Kingsway Charities Inc. Shuttering Local Efforts
By David Crigger/Bristol Herald Courier
Kingsway Charities in Bristol, Virginia.
BRISTOL, Va. – Kingsway Charities Inc., the Twin City’s behemoth Christian charity, faced a difficult decision: With its endowment eroded by the plunge in financial markets, it could no longer afford to feed the area’s hungry, support widows and needy children – and maintain its international medical mission.
On Tuesday, those with the region’s largest charitable-giving organization said they will shutter the local efforts and focus entirely on providing missionaries with medicine for developing countries.
“Due to the major losses on Wall Street in 2008, the endowment that funds Kingsway Charities’ operational cost has lost much of its value,” said Albert Hester, the charity’s director, who read from a prepared statement.
That means an end to the Lord’s Storehouse, a food donation program; the Widow’s Mite Ministry, a service that provided for about 40 women in the area; and the Face of God, a ministry that provided everything from clothes to school supplies for local children. The charity also reduced its staff from 16 to six.
“It’s not anything we’re happy about,” Hester said in an interview. “The funds generated through the endowment could not keep up with expenses.”
The decision to ax three of its operations was a striking move for Kingsway – an organization that banked more than $1 billion in contributions between 2003 and 2006, and has been listed since 2007 as one of the nation’s 200 largest charities by Forbes.com. Last year, Kingsway received $122 million in contributions – at least a five-year low – and ended 2007 with close to $34 million in assets.
In 2007, Kingsway reported $1 million in expenses for the Face of God and $18.5 million for the Lord’s Storehouse. The charity spent more than $100 million on its international medical relief program – or 84 percent of expenses that year, according to its tax returns.
Hester said the board mulled cutbacks for several months, but did not reach a decision until the last week of December.
Kingsway dates to 1998, when it was founded by John M. Gregory, then president and chief executive officer of King Pharmaceuticals. The charity was then known as the King Pharmaceutical Benevolent Fund. Gregory and his wife, Joan, serve as president and vice president of the charity, but Kingsway is no longer affiliated with King Pharmaceuticals.
The Gregory family endowed the charity and that endowment provided for “basically all” of the charity’s services, Hester said.

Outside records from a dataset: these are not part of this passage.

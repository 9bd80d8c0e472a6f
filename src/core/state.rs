use std::sync::Arc;

use crate::core::config::Settings;
use crate::services::nim_client::LlmGateway;

#[derive(Clone)]
pub(crate) struct AppState {
    inner: Arc<InnerState>,
}

struct InnerState {
    settings: Settings,
    llm: Arc<dyn LlmGateway>,
}

impl AppState {
    pub(crate) fn new(settings: Settings, llm: Arc<dyn LlmGateway>) -> Self {
        Self { inner: Arc::new(InnerState { settings, llm }) }
    }

    pub(crate) fn settings(&self) -> &Settings {
        &self.inner.settings
    }

    pub(crate) fn llm(&self) -> &dyn LlmGateway {
        self.inner.llm.as_ref()
    }
}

Hester declined to provide details on how much the endowment had lost. He said the charity has been “very happy” with its investment firm – Stewardship Partners, to which it paid nearly $200,000 in 2007. Stewardship Partners, which describes itself as a “biblically based” investment firm in Matthews, N.C., did not respond to requests for comment Tuesday.
Kingsway board members did not respond to a request for comment through Hester, who said his statement was approved by “upper-level management.”
The Lord’s Storehouse, Hester said, helped feed more than 37,000 families every month in a five-state area; on its 2007 tax returns, the organization said it distributed 12.3 million pounds of food.
Food relief on that scale had its costs: Kingsway reported nearly $500,000 in postage and shipping for 2007. Refrigerating perishable items also took a heavy toll on the organization’s energy consumption, generating electric bills as high as $10,000 a month, Hester said.
Refrigerators have been shut off since Christmas at Kingsway’s 141,000-square-foot facility, which also houses other ministries for nominal fees, Hester said.
The charity now will turn its exclusive focus on acquiring medical supplies and providing them to missionaries who work in developing countries. In 2007, Kingsway contributed medical supplies for 1,003 mission trips, serving nearly 700,000 people in Third World countries, the charity reported on its tax returns.
Hester said the charity supplied $73 million of donated medicine and supplies in 2008, serving nearly 500,000 people in 76 countries. He said Kingsway determined the value of the supplies using the average wholesale price of the donated materials.
The products Kingsway solicits from donors range from antibiotics to bandages and over-the-counter cold medicines.
“All of these go to approved missionaries who take them into Third World countries,” Hester said.
And the future of Kingsway’s cavernous headquarters?
“We would like to see the building become a ministry mall,” Hester said, and a “big shopping center for medical missionaries.”